[Saved data entries]
::::::::

//! Fragment assembly: wraps each catalog record in a named example group and
//! brackets the whole sequence with a generated-file banner and the shared
//! examples declaration.

use crate::record::TypeRecord;
use crate::render::{iline, render};
use crate::select::select;
use crate::tables::ExceptionTables;

pub const PROGRAM_NAME: &str = "typespecgen";

/// Build the complete output fragment. Output depends only on the inputs:
/// re-running on identical (records, tables, indent_unit) yields byte-identical
/// lines, and record order carries straight through to block order.
pub fn assemble(
    records: &[TypeRecord],
    tables: &ExceptionTables,
    indent_unit: &str,
) -> Vec<String> {
    let mut out = Vec::new();
    let bar = "#".repeat(80);

    iline(&mut out, indent_unit, 0, &bar);
    iline(
        &mut out,
        indent_unit,
        0,
        &format!("### This file is automatically generated by {PROGRAM_NAME}."),
    );
    iline(
        &mut out,
        indent_unit,
        0,
        "### It is intended to be human readable, but not manually edited.",
    );
    iline(
        &mut out,
        indent_unit,
        0,
        "### Regenerate it to keep specs for all supported Postgres types current",
    );
    iline(
        &mut out,
        indent_unit,
        0,
        "### as extensions or new Postgres versions add new types.",
    );
    iline(&mut out, indent_unit, 0, &bar);
    out.push(String::new());

    iline(&mut out, indent_unit, 0, "shared_examples 'type specs' do");
    out.push(String::new());

    for record in records {
        iline(
            &mut out,
            indent_unit,
            1,
            &format!("describe '{}' do", record.display_name),
        );
        let choice = select(record, tables);
        out.extend(render(&choice, 2, indent_unit));
        iline(&mut out, indent_unit, 1, "end");
        out.push(String::new());
    }

    iline(&mut out, indent_unit, 0, "end");
    out
}
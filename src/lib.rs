pub mod record;
pub mod tables;
pub mod select;
pub mod render;
pub mod assemble;
pub mod catalog;
pub mod error;
pub mod cli;
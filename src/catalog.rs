//! Catalog collaborator: one query against pg_type on a live server,
//! materialized fully before generation begins.

use crate::error::AppError;
use crate::record::TypeRecord;
use tokio_postgres::{Client, Config, NoTls};
use tracing::{debug, info};

/// Connection parameters for the target catalog.
#[derive(Debug, Clone, Default)]
pub struct CatalogConfig {
    pub host: Option<String>,
    pub port: Option<u16>,
    pub user: Option<String>,
    pub database: String,
}

/// All visible scalar types, ordered by display name. Excludes composite and
/// pseudo types, invisible types, and types that exist only as the element
/// type of some array type; the generator core assumes that filtering has
/// already happened here.
const TYPES_SQL: &str = "
  SELECT
    format_type(t.oid, NULL) AS name,
    t.typname AS typname,
    t.typcategory AS typcategory
  FROM pg_type t
  WHERE
    t.typtype NOT IN ('c', 'p')
    AND pg_type_is_visible(t.oid)
    AND NOT EXISTS(SELECT 1 FROM pg_catalog.pg_type el WHERE el.oid = t.typelem AND el.typarray = t.oid)
  ORDER BY name
";

pub async fn connect(cfg: &CatalogConfig) -> Result<Client, AppError> {
    let mut pg = Config::new();
    if let Some(host) = &cfg.host {
        pg.host(host);
    }
    if let Some(port) = cfg.port {
        pg.port(port);
    }
    if let Some(user) = &cfg.user {
        pg.user(user);
    }
    pg.dbname(&cfg.database);
    let (client, conn) = pg
        .connect(NoTls)
        .await
        .map_err(|e| AppError::catalog(format!("connect failed: {e}")))?;
    // drive the connection in background
    tokio::spawn(async move {
        let _ = conn.await;
    });
    info!("connected to database '{}'", cfg.database);
    Ok(client)
}

pub async fn fetch_types(client: &Client) -> Result<Vec<TypeRecord>, AppError> {
    let rows = client
        .query(TYPES_SQL, &[])
        .await
        .map_err(|e| AppError::catalog(format!("pg_type query failed: {e}")))?;
    let mut records = Vec::with_capacity(rows.len());
    for row in rows {
        let display_name: String = row.get("name");
        let short_name: String = row.get("typname");
        // typcategory is the one-byte "char" type
        let category: i8 = row.get("typcategory");
        debug!(
            "introspected type '{}' (typname={}, typcategory={})",
            display_name, short_name, category as u8 as char
        );
        records.push(TypeRecord::new(display_name, short_name, category as u8 as char));
    }
    info!("{} types introspected", records.len());
    Ok(records)
}
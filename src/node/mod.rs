//! The two ends of the simulated link.

pub mod source;
pub mod station;

pub use source::{AckDecoder, Source, SourceConfig, SourceCounters};
pub use station::{RxCounters, RxEvent, RxStep, Station, StationConfig};
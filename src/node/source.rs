//! Word source: the transmitting end of the link.
//!
//! Produces a paced stream of avionics words and periodic telemetry frames,
//! passing them through the transmit side injection points, and decodes the
//! acknowledgements sent back by the station.

use crate::fault_injection::sites::SiteId;
use crate::fault_injection::FaultEngine;
use crate::link::arinc::{ArincWord, DATA_MASK};
use crate::link::codec::{pack_word, telemetry_frame, FrameFormat};
use crate::link::queue::{
    AckReason, OutboundMessage, OutboundQueue, ACK_REASON_COUNT, ACK_SYNC, ALL_ACK_REASONS,
    DEFAULT_QUEUE_DEPTH,
};
use crate::link::resilience::{LinkError, TxConfig, TxCounters, TxManager};
use crate::link::transport::Transport;
use itertools::Itertools;
use log::{debug, warn};
use std::fmt;

/// Label bits flipped by the label tamper site.
pub const LABEL_TAMPER_BITS: u8 = 0x1F;
/// Outbound word frames get every n-th byte corrupted by `TX_NOISE`.
pub const TX_NOISE_STRIDE: usize = 2;
/// Telemetry frames get every n-th byte corrupted by `MEM_BITFLIP`.
pub const MEM_BITFLIP_STRIDE: usize = 9;

#[derive(Debug, Clone, PartialEq, Eq)]
pub struct SourceConfig {
    /// Labels emitted in rotation.
    pub labels: Vec<u8>,
    pub word_period_ms: u32,
    /// Stop after this many words, `None` runs forever.
    pub word_count: Option<u32>,
    /// Telemetry frame period, 0 disables telemetry.
    pub telemetry_period_ms: u32,
    pub queue_depth: usize,
    pub tx: TxConfig,
}

impl Default for SourceConfig {
    fn default() -> Self {
        Self {
            labels: vec![0x01, 0x02, 0x03, 0x04],
            word_period_ms: 25,
            word_count: None,
            telemetry_period_ms: 1000,
            queue_depth: DEFAULT_QUEUE_DEPTH,
            tx: TxConfig::default(),
        }
    }
}

/// Counts acknowledgements received from the station.
#[derive(Debug, Clone, Default, PartialEq, Eq)]
pub struct AckDecoder {
    in_ack: bool,
    counts: [u32; ACK_REASON_COUNT],
    unknown: u32,
}

impl AckDecoder {
    pub fn new() -> Self {
        Self::default()
    }

    /// Feeds one byte, returns the reason once an acknowledgement completes.
    pub fn feed(&mut self, byte: u8) -> Option<AckReason> {
        if !std::mem::take(&mut self.in_ack) {
            self.in_ack = byte == ACK_SYNC;
            return None;
        }
        match AckReason::from_code(byte) {
            Some(reason) => {
                self.counts[reason.code() as usize] += 1;
                Some(reason)
            }
            None => {
                self.unknown += 1;
                // The byte may start the next acknowledgement.
                self.in_ack = byte == ACK_SYNC;
                None
            }
        }
    }

    pub fn count(&self, reason: AckReason) -> u32 {
        self.counts[reason.code() as usize]
    }

    pub fn total(&self) -> u32 {
        self.counts.iter().sum()
    }

    pub fn unknown(&self) -> u32 {
        self.unknown
    }
}

impl fmt::Display for AckDecoder {
    fn fmt(&self, f: &mut fmt::Formatter<'_>) -> fmt::Result {
        let counts = ALL_ACK_REASONS
            .iter()
            .map(|reason| format!("{}={}", reason, self.count(*reason)))
            .join(" ");
        write!(f, "{} unknown={}", counts, self.unknown)
    }
}

#[derive(Debug, Clone, Copy, Default, PartialEq, Eq)]
pub struct SourceCounters {
    pub words_queued: u32,
    pub telemetry_queued: u32,
    /// Telemetry frames that failed the transmit self-check.
    pub telemetry_refused: u32,
    /// Messages not queued because the queue was full.
    pub queue_full: u32,
}

#[derive(Debug, Clone)]
pub struct Source {
    config: SourceConfig,
    queue: OutboundQueue,
    tx: TxManager,
    acks: AckDecoder,
    counters: SourceCounters,
    words_emitted: u32,
    next_word_ms: u32,
    telemetry_counter: u32,
    last_telemetry_ms: u32,
}

impl Source {
    pub fn new(config: SourceConfig) -> Self {
        Self {
            queue: OutboundQueue::with_capacity(config.queue_depth),
            tx: TxManager::without_injection(config.tx),
            acks: AckDecoder::new(),
            counters: SourceCounters::default(),
            words_emitted: 0,
            next_word_ms: 0,
            telemetry_counter: 0,
            last_telemetry_ms: 0,
            config,
        }
    }

    pub fn counters(&self) -> SourceCounters {
        self.counters
    }

    pub fn acks(&self) -> &AckDecoder {
        &self.acks
    }

    pub fn tx_counters(&self) -> TxCounters {
        self.tx.counters()
    }

    pub fn queue(&self) -> &OutboundQueue {
        &self.queue
    }

    pub fn words_emitted(&self) -> u32 {
        self.words_emitted
    }

    /// True once the configured word count has been emitted.
    pub fn is_exhausted(&self) -> bool {
        self.config
            .word_count
            .is_some_and(|count| self.words_emitted >= count)
    }

    /// The next word of the stream: labels in rotation, data is the sequence
    /// number.
    pub fn next_word(&self) -> ArincWord {
        let label = match self.config.labels.as_slice() {
            [] => 0,
            labels => labels[self.words_emitted as usize % labels.len()],
        };
        ArincWord::new(label, 0, self.words_emitted & DATA_MASK, 3)
    }

    /// One pass of the source main loop.
    pub fn poll<T: Transport>(
        &mut self,
        engine: &mut FaultEngine,
        transport: &mut T,
        now_ms: u32,
    ) -> Result<(), LinkError> {
        while let Some(byte) = transport.read_byte_nonblocking() {
            if let Some(reason) = self.acks.feed(byte) {
                debug!("Ack received: {}", reason);
            }
        }

        if !self.is_exhausted() && now_ms.wrapping_sub(self.next_word_ms) < u32::MAX / 2 {
            let word = self.next_word();
            self.emit_word(engine, word);
            self.words_emitted += 1;
            self.next_word_ms = now_ms.wrapping_add(self.config.word_period_ms);
        }

        if self.config.telemetry_period_ms != 0
            && now_ms.wrapping_sub(self.last_telemetry_ms) >= self.config.telemetry_period_ms
        {
            self.last_telemetry_ms = now_ms;
            self.telemetry_counter = self.telemetry_counter.wrapping_add(1);
            self.emit_telemetry(engine, self.telemetry_counter);
        }

        self.tx.service(engine, transport, &mut self.queue, now_ms)?;
        self.tx.poll_stall(transport, now_ms);
        Ok(())
    }

    /// Runs `word` through the transmit tampers and queues its frame.
    ///
    /// Returns the bytes that were queued, or `None` when the queue is full.
    pub fn emit_word(
        &mut self,
        engine: &mut FaultEngine,
        mut word: ArincWord,
    ) -> Option<OutboundMessage> {
        if engine.should_fire_traced(SiteId::LabelTamper, u32::from(word.label), word.data) {
            word.label ^= LABEL_TAMPER_BITS;
            debug!("Label tampered to 0x{:02X}", word.label);
        }
        let bad_parity =
            engine.should_fire_traced(SiteId::ParityTamper, u32::from(word.label), word.data);

        let mut frame = pack_word(&word, bad_parity);
        let head = u32::from(frame.as_slice()[0]);
        if engine.should_fire_traced(SiteId::TxNoise, frame.len() as u32, head) {
            engine.corrupt_bytes(frame.as_mut_slice(), TX_NOISE_STRIDE);
        }

        let message = OutboundMessage::from_frame(&frame);
        self.enqueue(message)?;
        self.counters.words_queued += 1;
        Some(message)
    }

    /// Queues telemetry frame `counter` unless the self-check finds it damaged.
    pub fn emit_telemetry(&mut self, engine: &mut FaultEngine, counter: u32) -> bool {
        let mut frame = telemetry_frame(counter);
        if engine.should_fire_traced(SiteId::MemBitFlip, counter, u32::from(frame.as_slice()[2])) {
            engine.corrupt_bytes(frame.as_mut_slice(), MEM_BITFLIP_STRIDE);
        }
        if !FrameFormat::TELEMETRY.verify(frame.as_slice()) {
            self.counters.telemetry_refused += 1;
            warn!("Telemetry frame #{} failed self-check, not sent", counter);
            return false;
        }
        if self.enqueue(OutboundMessage::from_frame(&frame)).is_none() {
            return false;
        }
        self.counters.telemetry_queued += 1;
        true
    }

    fn enqueue(&mut self, message: OutboundMessage) -> Option<()> {
        if self.queue.push(message).is_err() {
            self.counters.queue_full += 1;
            warn!("Source queue full, message dropped");
            return None;
        }
        Some(())
    }
}

#[cfg(test)]
mod tests {
    use super::*;
    use crate::fault_injection::EngineConfig;
    use crate::link::arinc::has_odd_parity;
    use crate::link::codec::{ParseOutcome, Parser};

    fn enabled_engine() -> FaultEngine {
        FaultEngine::new(EngineConfig {
            enabled: true,
            ..Default::default()
        })
    }

    fn decode(message: &OutboundMessage) -> Vec<ParseOutcome> {
        let mut parser = Parser::new(FrameFormat::AVIONICS);
        message
            .as_slice()
            .iter()
            .map(|b| parser.feed(*b))
            .filter(|o| *o != ParseOutcome::Pending)
            .collect()
    }

    #[test]
    fn words_rotate_labels() {
        let mut engine = enabled_engine();
        let mut source = Source::new(SourceConfig::default());
        let labels: Vec<u8> = (0..6)
            .map(|_| {
                let word = source.next_word();
                source.emit_word(&mut engine, word);
                source.words_emitted += 1;
                word.label
            })
            .collect();
        assert_eq!(labels, vec![1, 2, 3, 4, 1, 2]);
        assert_eq!(source.counters().words_queued, 6);
    }

    #[test]
    fn label_tamper_flips_low_bits() {
        let mut engine = enabled_engine();
        engine.arm_every_n(SiteId::LabelTamper, 1).unwrap();
        let mut source = Source::new(SourceConfig::default());
        let message = source
            .emit_word(&mut engine, ArincWord::new(0x01, 0, 5, 0))
            .unwrap();
        match decode(&message).as_slice() {
            [ParseOutcome::WordOk(word)] => {
                assert_eq!(word & 0xFF, 0x1E);
                assert!(has_odd_parity(*word));
            }
            other => panic!("unexpected {:?}", other),
        }
    }

    #[test]
    fn parity_tamper_produces_even_word() {
        let mut engine = enabled_engine();
        engine.arm_every_n(SiteId::ParityTamper, 1).unwrap();
        let mut source = Source::new(SourceConfig::default());
        let message = source
            .emit_word(&mut engine, ArincWord::new(0x02, 0, 5, 0))
            .unwrap();
        match decode(&message).as_slice() {
            [ParseOutcome::WordOk(word)] => assert!(!has_odd_parity(*word)),
            other => panic!("unexpected {:?}", other),
        }
    }

    #[test]
    fn noise_corrupts_even_bytes() {
        let mut engine = enabled_engine();
        engine.arm_every_n(SiteId::TxNoise, 1).unwrap();
        let mut source = Source::new(SourceConfig::default());
        let word = ArincWord::new(0x03, 0, 5, 0);
        let clean = pack_word(&word, false);
        let noisy = source.emit_word(&mut engine, word).unwrap();
        for (i, (a, b)) in clean.as_slice().iter().zip(noisy.as_slice()).enumerate() {
            let flipped = (a ^ b).count_ones();
            if i % TX_NOISE_STRIDE == 0 {
                assert_eq!(flipped, 1, "byte {i}");
            } else {
                assert_eq!(flipped, 0, "byte {i}");
            }
        }
    }

    #[test]
    fn damaged_telemetry_is_refused() {
        let mut engine = enabled_engine();
        engine.arm_every_n(SiteId::MemBitFlip, 2).unwrap();
        let mut source = Source::new(SourceConfig::default());
        assert!(source.emit_telemetry(&mut engine, 1));
        assert!(!source.emit_telemetry(&mut engine, 2));
        assert_eq!(source.counters().telemetry_queued, 1);
        assert_eq!(source.counters().telemetry_refused, 1);
        assert_eq!(source.queue().len(), 1);
    }

    #[test]
    fn ack_decoder_counts_reasons() {
        let mut decoder = AckDecoder::new();
        let stream = [0x00, 0xAC, 0, 0xAC, 3, 0xAC, 0xAC, 2, 0xAC, 9];
        let decoded: Vec<AckReason> = stream.iter().filter_map(|b| decoder.feed(*b)).collect();
        assert_eq!(
            decoded,
            vec![AckReason::Ok, AckReason::BadPlausibility, AckReason::BadParity]
        );
        assert_eq!(decoder.total(), 3);
        assert_eq!(decoder.unknown(), 2);
    }
}
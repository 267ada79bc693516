//! ARINC-429-like avionics word.
//!
//! Bit layout of the 32 bit word (bit 0 is the least significant):
//!
//! ```text
//!   31   30..29  28..........10  9..8   7....0
//!   P    SSM     DATA (19 bit)   SDI    LABEL
//! ```
//!
//! `P` makes the population count of the whole word odd.

pub const LABEL_MASK: u32 = 0xFF;
pub const SDI_MASK: u32 = 0x3;
pub const DATA_MASK: u32 = 0x7_FFFF;
pub const SSM_MASK: u32 = 0x3;
pub const PARITY_BIT: u32 = 1 << 31;

/// Decoded fields of an avionics word.
#[derive(Clone, Copy, Debug, Default, PartialEq, Eq)]
pub struct ArincWord {
    pub label: u8,
    pub sdi: u8,
    pub data: u32,
    pub ssm: u8,
}

impl ArincWord {
    pub fn new(label: u8, sdi: u8, data: u32, ssm: u8) -> Self {
        Self {
            label,
            sdi,
            data,
            ssm,
        }
    }

    /// Packs the fields and sets bit 31 for odd parity.
    ///
    /// Out of range fields are truncated to their bit width. With
    /// `force_bad_parity` the parity bit is inverted.
    pub fn pack(&self, force_bad_parity: bool) -> u32 {
        let mut word = u32::from(self.label) & LABEL_MASK;
        word |= (u32::from(self.sdi) & SDI_MASK) << 8;
        word |= (self.data & DATA_MASK) << 10;
        word |= (u32::from(self.ssm) & SSM_MASK) << 29;

        let mut parity = odd_parity_bit(word);
        if force_bad_parity {
            parity ^= 1;
        }
        word | (parity << 31)
    }

    /// Splits a raw word into its fields. The parity bit is not checked.
    pub fn unpack(word: u32) -> Self {
        Self {
            label: label(word),
            sdi: ((word >> 8) & SDI_MASK) as u8,
            data: (word >> 10) & DATA_MASK,
            ssm: ((word >> 29) & SSM_MASK) as u8,
        }
    }
}

/// Parity bit value that makes bits 0..=30 plus the parity bit odd.
pub fn odd_parity_bit(word: u32) -> u32 {
    u32::from((word & !PARITY_BIT).count_ones() % 2 == 0)
}

/// True when the population count of all 32 bits is odd.
pub fn has_odd_parity(word: u32) -> bool {
    word.count_ones() % 2 == 1
}

pub fn label(word: u32) -> u8 {
    (word & LABEL_MASK) as u8
}

#[cfg(test)]
mod tests {
    use super::*;

    #[test]
    fn packs_fields_into_place() {
        let word = ArincWord::new(0x12, 1, 0x12345, 2).pack(false);
        assert_eq!(word & LABEL_MASK, 0x12);
        assert_eq!((word >> 8) & SDI_MASK, 1);
        assert_eq!((word >> 10) & DATA_MASK, 0x12345);
        assert_eq!((word >> 29) & SSM_MASK, 2);
        assert!(has_odd_parity(word));
    }

    #[test]
    fn forced_bad_parity_fails_check() {
        let word = ArincWord::new(0x01, 0, 0x55, 0).pack(true);
        assert!(!has_odd_parity(word));
    }

    #[test]
    fn unpack_inverts_pack() {
        let original = ArincWord::new(0xA3, 2, 0x7_0F0F, 3);
        assert_eq!(ArincWord::unpack(original.pack(false)), original);
    }

    #[test]
    fn oversized_fields_are_truncated() {
        let word = ArincWord::new(0xFF, 0xFF, u32::MAX, 0xFF).pack(false);
        let fields = ArincWord::unpack(word);
        assert_eq!(fields, ArincWord::new(0xFF, 3, DATA_MASK, 3));
    }

    #[test]
    fn parity_bit_for_zero_word_is_set() {
        assert_eq!(ArincWord::default().pack(false), PARITY_BIT);
    }
}
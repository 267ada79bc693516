use super::codec::{Frame, MAX_FRAME};
use std::fmt;

/// Sync byte of acknowledgement messages.
pub const ACK_SYNC: u8 = 0xAC;
/// Default outbound queue depth.
pub const DEFAULT_QUEUE_DEPTH: usize = 32;

/// Reason code carried by an acknowledgement.
#[derive(Clone, Copy, Debug, PartialEq, Eq, Hash, PartialOrd, Ord)]
#[repr(u8)]
pub enum AckReason {
    Ok = 0,
    BadChecksum = 1,
    BadParity = 2,
    BadPlausibility = 3,
    BadLength = 4,
    /// The sender had to drop acknowledgements.
    TxDrop = 5,
}

pub const ACK_REASON_COUNT: usize = 6;

pub const ALL_ACK_REASONS: [AckReason; ACK_REASON_COUNT] = [
    AckReason::Ok,
    AckReason::BadChecksum,
    AckReason::BadParity,
    AckReason::BadPlausibility,
    AckReason::BadLength,
    AckReason::TxDrop,
];

impl AckReason {
    pub fn from_code(code: u8) -> Option<Self> {
        ALL_ACK_REASONS.get(code as usize).copied()
    }

    pub fn code(self) -> u8 {
        self as u8
    }
}

impl fmt::Display for AckReason {
    fn fmt(&self, f: &mut fmt::Formatter<'_>) -> fmt::Result {
        let name = match self {
            AckReason::Ok => "ok",
            AckReason::BadChecksum => "bad_chk",
            AckReason::BadParity => "bad_parity",
            AckReason::BadPlausibility => "bad_plaus",
            AckReason::BadLength => "bad_len",
            AckReason::TxDrop => "tx_drop",
        };
        f.write_str(name)
    }
}

/// A small fixed size message waiting for transmission.
#[derive(Clone, Copy, PartialEq, Eq)]
pub struct OutboundMessage {
    bytes: [u8; MAX_FRAME],
    len: u8,
}

impl OutboundMessage {
    /// Two byte acknowledgement `[ACK_SYNC][reason]`.
    pub fn ack(reason: AckReason) -> Self {
        let mut bytes = [0; MAX_FRAME];
        bytes[0] = ACK_SYNC;
        bytes[1] = reason.code();
        Self { bytes, len: 2 }
    }

    pub fn from_frame(frame: &Frame) -> Self {
        let mut bytes = [0; MAX_FRAME];
        bytes[..frame.len()].copy_from_slice(frame.as_slice());
        Self {
            bytes,
            len: frame.len() as u8,
        }
    }

    pub fn as_slice(&self) -> &[u8] {
        &self.bytes[..self.len as usize]
    }

    /// Reason code when this message is an acknowledgement.
    pub fn ack_reason(&self) -> Option<AckReason> {
        match self.as_slice() {
            [ACK_SYNC, code] => AckReason::from_code(*code),
            _ => None,
        }
    }
}

impl fmt::Debug for OutboundMessage {
    fn fmt(&self, f: &mut fmt::Formatter<'_>) -> fmt::Result {
        write!(f, "OutboundMessage({:02X?})", self.as_slice())
    }
}

/// Returned by [`OutboundQueue::push`] when the queue is full.
#[derive(Clone, Copy, Debug, PartialEq, Eq)]
pub struct QueueFull;

/// Bounded circular queue of outbound messages.
///
/// A failed push leaves the contents untouched and increments the drop
/// counter.
/// The slot array is allocated once by [`OutboundQueue::with_capacity`].
#[derive(Clone, Debug)]
pub struct OutboundQueue {
    slots: Box<[Option<OutboundMessage>]>,
    head: usize,
    len: usize,
    dropped: u32,
}

impl OutboundQueue {
    /// Creates a queue of [`DEFAULT_QUEUE_DEPTH`] slots.
    pub fn new() -> Self {
        Self::with_capacity(DEFAULT_QUEUE_DEPTH)
    }

    /// Creates a queue holding `capacity` messages (at least one).
    pub fn with_capacity(capacity: usize) -> Self {
        Self {
            slots: vec![None; capacity.max(1)].into_boxed_slice(),
            head: 0,
            len: 0,
            dropped: 0,
        }
    }

    fn slot(&self, offset: usize) -> usize {
        (self.head + offset) % self.slots.len()
    }

    pub fn len(&self) -> usize {
        self.len
    }

    pub fn is_empty(&self) -> bool {
        self.len == 0
    }

    pub fn is_full(&self) -> bool {
        self.len() >= self.capacity()
    }

    pub fn capacity(&self) -> usize {
        self.slots.len()
    }

    /// Free slots.
    pub fn remaining(&self) -> usize {
        self.capacity().saturating_sub(self.len())
    }

    pub fn dropped(&self) -> u32 {
        self.dropped
    }

    pub fn push(&mut self, message: OutboundMessage) -> Result<(), QueueFull> {
        if self.is_full() {
            self.dropped = self.dropped.wrapping_add(1);
            return Err(QueueFull);
        }
        let slot = self.slot(self.len);
        self.slots[slot] = Some(message);
        self.len += 1;
        Ok(())
    }

    /// Head of the queue without removing it.
    pub fn peek(&self) -> Option<&OutboundMessage> {
        if self.is_empty() {
            return None;
        }
        self.slots[self.head].as_ref()
    }

    pub fn pop(&mut self) -> Option<OutboundMessage> {
        if self.is_empty() {
            return None;
        }
        let message = self.slots[self.head].take();
        self.head = self.slot(1);
        self.len -= 1;
        message
    }

    /// Iterates from head to tail.
    pub fn iter(&self) -> impl Iterator<Item = &OutboundMessage> + '_ {
        (0..self.len).filter_map(move |offset| self.slots[self.slot(offset)].as_ref())
    }
}

impl Default for OutboundQueue {
    fn default() -> Self {
        Self::new()
    }
}

#[cfg(test)]
mod tests {
    use super::*;
    use crate::link::codec::FrameFormat;

    #[test]
    fn ack_layout() {
        let ack = OutboundMessage::ack(AckReason::BadParity);
        assert_eq!(ack.as_slice(), &[0xAC, 2]);
        assert_eq!(ack.ack_reason(), Some(AckReason::BadParity));
    }

    #[test]
    fn frames_are_not_acks() {
        let frame = FrameFormat::AVIONICS.encode(&[1, 2, 3, 4]);
        let message = OutboundMessage::from_frame(&frame);
        assert_eq!(message.as_slice(), frame.as_slice());
        assert_eq!(message.ack_reason(), None);
    }

    #[test]
    fn fifo_order_and_peek() {
        let mut queue = OutboundQueue::with_capacity(4);
        queue.push(OutboundMessage::ack(AckReason::Ok)).unwrap();
        queue.push(OutboundMessage::ack(AckReason::BadLength)).unwrap();
        assert_eq!(queue.peek().and_then(|m| m.ack_reason()), Some(AckReason::Ok));
        assert_eq!(queue.len(), 2);
        assert_eq!(queue.pop().and_then(|m| m.ack_reason()), Some(AckReason::Ok));
        assert_eq!(queue.pop().and_then(|m| m.ack_reason()), Some(AckReason::BadLength));
        assert!(queue.pop().is_none());
    }

    #[test]
    fn overflow_counts_and_preserves_contents() {
        let mut queue = OutboundQueue::with_capacity(3);
        for reason in [AckReason::Ok, AckReason::BadChecksum, AckReason::BadParity] {
            queue.push(OutboundMessage::ack(reason)).unwrap();
        }
        let before: Vec<OutboundMessage> = queue.iter().copied().collect();
        assert_eq!(queue.push(OutboundMessage::ack(AckReason::TxDrop)), Err(QueueFull));
        assert_eq!(queue.push(OutboundMessage::ack(AckReason::TxDrop)), Err(QueueFull));
        assert_eq!(queue.dropped(), 2);
        let after: Vec<OutboundMessage> = queue.iter().copied().collect();
        assert_eq!(before, after);
    }

    #[test]
    fn indices_wrap_cleanly() {
        let mut queue = OutboundQueue::with_capacity(2);
        for round in 0..100u8 {
            let reason = AckReason::from_code(round % 6).unwrap();
            queue.push(OutboundMessage::ack(reason)).unwrap();
            assert_eq!(queue.pop().and_then(|m| m.ack_reason()), Some(reason));
        }
        assert!(queue.is_empty());
        assert_eq!(queue.remaining(), 2);
    }

    #[test]
    fn zero_capacity_is_clamped() {
        let queue = OutboundQueue::with_capacity(0);
        assert_eq!(queue.capacity(), 1);
        assert_eq!(OutboundQueue::new().capacity(), DEFAULT_QUEUE_DEPTH);
    }
}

::::::::

- TASK TO CARRY OUT: Transcribe the records above exactly, beginning at the line that contains "if !self.is_exhausted() &&" and ending with the line that contains "if self.config.telemetry_period_ms != 0", both included, and nothing else.

- EXPECTED OUTPUT:
        if !self.is_exhausted() && now_ms.wrapping_sub(self.next_word_ms) < u32::MAX / 2 {
            let word = self.next_word();
            self.emit_word(engine, word);
            self.words_emitted += 1;
            self.next_word_ms = now_ms.wrapping_add(self.config.word_period_ms);
        }

        if self.config.telemetry_period_ms != 0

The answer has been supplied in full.